The Centre for the Promotion of Private Enterprise (CPPE) on Tuesday lamented that the rising inflationary trend in Nigeria is eroding the profit margins of investors as well as manufacturers.
In a statement signed by the Director/Ceo of the CPPE, Dr Muda Yusuf, the group said that the surge in petrol prices has further exacerbated the rise in inflation in Nigeria.
According to the CPPE statement, “It is troubling that we are witnessing a resurgence of high inflationary pressures after some few months of respite despite policy measures to tame inflation, especially on the monetary side.
“Purchasing power had continued to plunge over the past few months. The situation had been further exacerbated by the surging petrol price.
“After a few months of deceleration, the inflation numbers had returned to a spiralling path. Headline inflation rose to 32.7% in September 2024 as against 32.15% in August 2024, an increase of 0.55%. There was also a marginal increase of 0.30% in month-on-month inflation between August and September.
“Food inflation maintained its uptrend, rising to 37.77% from 37.52% after decelerating a few months ago.

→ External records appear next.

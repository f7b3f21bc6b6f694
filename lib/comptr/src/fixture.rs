//! Classes the tests create through the runtime.
//!
//! `Link` is a small shell-link-like object. It answers [ILink] at its start and [IUnknown]
//! through a second vtable, so the two interfaces have different addresses like a real
//! multi-interface object.

use core::{ffi::c_void, mem::offset_of, ptr};
use objrt::{
    ClassContext, E_OUTOFMEMORY, E_POINTER, Guid, HResult, IUnknown, IUnknownVtbl, Interface,
    RefCount, S_OK, hand_out_first, interface_owner, query_interfaces, register_class,
};
use spin::{Mutex, Once};

pub const CLSID_LINK: Guid = Guid::from_u128(0x6C1A7E01_3F00_4A5B_9C00_00000000F1C7);
/// Always fails with `E_OUTOFMEMORY`.
pub const CLSID_BROKEN: Guid = Guid::from_u128(0x6C1A7E01_3F00_4A5B_9C00_00000000F1C8);
/// Reports success without producing an object.
pub const CLSID_HOLLOW: Guid = Guid::from_u128(0x6C1A7E01_3F00_4A5B_9C00_00000000F1C9);
pub const CLSID_UNREGISTERED: Guid = Guid::from_u128(0x6C1A7E01_3F00_4A5B_9C00_00000000F1CA);

static REGISTER: Once = Once::new();

pub fn register() {
    REGISTER.call_once(|| {
        register_class(CLSID_LINK, ClassContext::INPROC_SERVER, "fixture link", create_link).unwrap();
        register_class(CLSID_BROKEN, ClassContext::INPROC_SERVER, "broken", create_broken).unwrap();
        register_class(CLSID_HOLLOW, ClassContext::INPROC_SERVER, "hollow", create_hollow).unwrap();
    });
}

// region: interfaces

#[repr(C)]
pub struct ILinkVtbl {
    pub base: IUnknownVtbl,
    pub set_path: unsafe extern "system" fn(this: *mut c_void, path: *const u8, len: usize) -> HResult,
    /// Writes a NUL-terminated copy of the path, allocated from task memory.
    pub get_path: unsafe extern "system" fn(this: *mut c_void, out: *mut *mut u8) -> HResult,
}

#[repr(C)]
#[derive(Debug)]
pub struct ILink {
    vtbl: *const ILinkVtbl,
}

unsafe impl Interface for ILink {
    const IID: Guid = Guid::from_u128(0x6C1A7E01_3F00_4A5B_9C00_000000001111);
}

impl ILink {
    fn this(&self) -> *mut c_void {
        self as *const Self as *mut c_void
    }

    pub fn set_path(&self, path: &str) -> HResult {
        unsafe { ((*self.vtbl).set_path)(self.this(), path.as_ptr(), path.len()) }
    }

    /// # Safety
    ///
    /// `out` must be valid for writes.
    pub unsafe fn get_path(&self, out: *mut *mut u8) -> HResult {
        unsafe { ((*self.vtbl).get_path)(self.this(), out) }
    }
}

/// Implemented by nothing.
#[repr(C)]
#[derive(Debug)]
#[allow(dead_code)]
pub struct IMissing {
    vtbl: *const IUnknownVtbl,
}

unsafe impl Interface for IMissing {
    const IID: Guid = Guid::from_u128(0x6C1A7E01_3F00_4A5B_9C00_000000002222);
}

// endregion

// region: Link

#[repr(C)]
struct Link {
    link: *const ILinkVtbl,
    unknown: *const IUnknownVtbl,
    refs: RefCount,
    path: Mutex<String>,
}

static LINK_VTBL: ILinkVtbl = ILinkVtbl {
    base: IUnknownVtbl {
        query_interface: link_query_interface,
        add_ref: link_add_ref,
        release: link_release,
    },
    set_path: link_set_path,
    get_path: link_get_path,
};

static UNKNOWN_VTBL: IUnknownVtbl = IUnknownVtbl {
    query_interface: unknown_query_interface,
    add_ref: unknown_add_ref,
    release: unknown_release,
};

impl Link {
    fn from_link(this: *mut c_void) -> *const Link {
        this as *const Link
    }

    unsafe fn from_unknown(this: *mut c_void) -> *const Link {
        unsafe { interface_owner(this, offset_of!(Link, unknown)) }
    }

    unsafe fn query(this: *const Link, iid: *const Guid, out: *mut *mut c_void) -> HResult {
        unsafe {
            let interfaces = [
                (ILink::IID, &raw const (*this).link as *mut c_void),
                (IUnknown::IID, &raw const (*this).unknown as *mut c_void),
            ];
            query_interfaces(&(*this).refs, iid, out, &interfaces)
        }
    }

    unsafe fn release(this: *const Link) -> u32 {
        let left = unsafe { (*this).refs.release() };
        if left == 0 {
            drop(unsafe { Box::from_raw(this as *mut Link) });
        }
        left
    }
}

unsafe extern "system" fn link_query_interface(
    this: *mut c_void,
    iid: *const Guid,
    out: *mut *mut c_void,
) -> HResult {
    unsafe { Link::query(Link::from_link(this), iid, out) }
}

unsafe extern "system" fn link_add_ref(this: *mut c_void) -> u32 {
    unsafe { (*Link::from_link(this)).refs.add_ref() }
}

unsafe extern "system" fn link_release(this: *mut c_void) -> u32 {
    unsafe { Link::release(Link::from_link(this)) }
}

unsafe extern "system" fn unknown_query_interface(
    this: *mut c_void,
    iid: *const Guid,
    out: *mut *mut c_void,
) -> HResult {
    unsafe { Link::query(Link::from_unknown(this), iid, out) }
}

unsafe extern "system" fn unknown_add_ref(this: *mut c_void) -> u32 {
    unsafe { (*Link::from_unknown(this)).refs.add_ref() }
}

unsafe extern "system" fn unknown_release(this: *mut c_void) -> u32 {
    unsafe { Link::release(Link::from_unknown(this)) }
}

unsafe extern "system" fn link_set_path(this: *mut c_void, path: *const u8, len: usize) -> HResult {
    let bytes = unsafe { core::slice::from_raw_parts(path, len) };
    let Ok(text) = core::str::from_utf8(bytes) else {
        return objrt::E_INVALIDARG;
    };
    let link = unsafe { &*Link::from_link(this) };
    *link.path.lock() = String::from(text);
    S_OK
}

unsafe extern "system" fn link_get_path(this: *mut c_void, out: *mut *mut u8) -> HResult {
    if out.is_null() {
        return E_POINTER;
    }
    let link = unsafe { &*Link::from_link(this) };
    let path = link.path.lock();
    let block = taskmem::task_mem_alloc(path.len() + 1);
    if block.is_null() {
        unsafe { *out = ptr::null_mut() };
        return E_OUTOFMEMORY;
    }
    unsafe {
        ptr::copy_nonoverlapping(path.as_ptr(), block, path.len());
        *block.add(path.len()) = 0;
        *out = block;
    }
    S_OK
}

unsafe fn create_link(iid: &Guid, out: *mut *mut c_void) -> HResult {
    let link = Box::into_raw(Box::new(Link {
        link: &LINK_VTBL,
        unknown: &UNKNOWN_VTBL,
        refs: RefCount::new(),
        path: Mutex::new(String::new()),
    }));
    unsafe { hand_out_first(link, iid, out, Link::query, Link::release) }
}

// endregion

unsafe fn create_broken(_iid: &Guid, _out: *mut *mut c_void) -> HResult {
    E_OUTOFMEMORY
}

unsafe fn create_hollow(_iid: &Guid, _out: *mut *mut c_void) -> HResult {
    S_OK
}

“The reality is that the dynamics driving inflation are yet to be effectively subdued. These factors include the depreciating exchange rate, surging fuel prices, rising transportation costs, logistics and supply chain challenges, high energy costs, climate change, including resultant incidents of flooding, insecurity in farming communities, and structural bottlenecks to production.

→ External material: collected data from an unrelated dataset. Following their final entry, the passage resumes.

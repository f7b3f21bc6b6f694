//! In-process object runtime.
//!
//! This crate is the boundary that reference-counted objects are reached through:
//! - [Guid] and [HResult], the identifier and result-code types of the binary interface.
//! - [IUnknown] and the [Interface] trait, the capability contract every object exposes.
//! - A class table ([register_class], [create_instance]) that creates objects by class id.
//! - [object] helpers shared by the objects themselves.
//!
//! It deliberately knows nothing about ownership of the pointers it hands out.

#![cfg_attr(not(test), no_std)]
extern crate alloc;

pub mod class;
pub mod guid;
pub mod hresult;
pub mod interface;
pub mod object;

pub use class::*;
pub use guid::{Guid, GuidParseError};
pub use hresult::*;
pub use interface::{IUnknown, IUnknownVtbl, Interface};
pub use object::{RefCount, hand_out_first, interface_owner, query_interfaces};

“These are largely supply-side issues. There is also the factor of seasonality of agricultural outputs, which activates a seasonal price surge in some food crops. Elevated inflationary pressures escalate production costs, weaken profitability, and dampen investors’ confidence.
“Not many investors can transfer cost increases to their consumers. The implication is that manufacturers and other investors are taking a big hit resulting from the erosion of profit margins as a result of consumer resistance and weak purchasing power.

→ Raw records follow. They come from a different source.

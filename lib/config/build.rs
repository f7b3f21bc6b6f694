use serde::Deserialize;
use std::{collections::BTreeMap, env, fs, path::PathBuf};

type FlagTable = BTreeMap<String, String>;

#[derive(Deserialize)]
struct FlagFile {
    default: FlagTable,
    #[serde(flatten)]
    arch: BTreeMap<String, FlagTable>,
}

fn parse_value(value: &str) -> usize {
    let clean = value.trim().replace("_", "");
    let parsed = match clean.strip_prefix("0x").or(clean.strip_prefix("0X")) {
        Some(hex) => usize::from_str_radix(hex, 16),
        None => clean.parse::<usize>(),
    };
    match parsed {
        Ok(value) => value,
        Err(err) => panic!("Invalid flag value {:?}: {:?}", value, err),
    }
}

fn main() {
    let manifest_dir = env::var("CARGO_MANIFEST_DIR").unwrap();
    let target_arch = env::var("CARGO_CFG_TARGET_ARCH").unwrap();
    let flags_str =
        fs::read_to_string(PathBuf::from(manifest_dir.clone()).join("../../flags.json")).unwrap();
    let flagfile: FlagFile = serde_json::from_str(&flags_str).unwrap();
    let mut flags = flagfile.default;
    // arch tables only override
    if let Some(overrides) = flagfile.arch.get(target_arch.as_str()) {
        flags.extend(overrides.clone());
    }
    make_flags(&flags);
    println!("cargo:rerun-if-changed=build.rs");
    println!("cargo:rerun-if-changed=../../flags.json");
}

fn make_flags(flagmap: &FlagTable) {
    let mut s: String = String::from("");
    for (key, value) in flagmap {
        s += format!("pub const {}: usize = {:#x};\n", key, parse_value(value)).as_str();
    }
    let out_dir = env::var("OUT_DIR").unwrap();
    let path = PathBuf::from(out_dir).join("build_flags.rs");
    fs::write(path, s).unwrap();
}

“Tackling inflation requires urgent government intervention to address the challenges inhibiting production, productivity, and security in the economy. The real economy needs to be incentivised to reduce production costs.
“The government needs to offer concessionary import duty on intermediate products for industrialists. The effects of high energy costs and exchange rates on inflation are quite significant.
“It will be very difficult to tame inflation if we do not substantially fix power, logistics, forex, and security issues.
“Regrettably, there are no quick fixes in these areas. But it is important to prioritise these issues and drive accelerated progress with the right strategies.
“Hopefully the proposed economic stabilisation measures embodied in a bill currently before the national assembly would substantially address these concerns from the fiscal side.
“Meanwhile, the subnationals have critical roles to play in mitigating the challenge of food insecurity and food inflation. They are closer to the stakeholders in the agricultural and food value chains and better placed to impact agricultural productivity.
“The provision of rural roads by the states is also very critical to reduce transportation costs and ease access to markets.”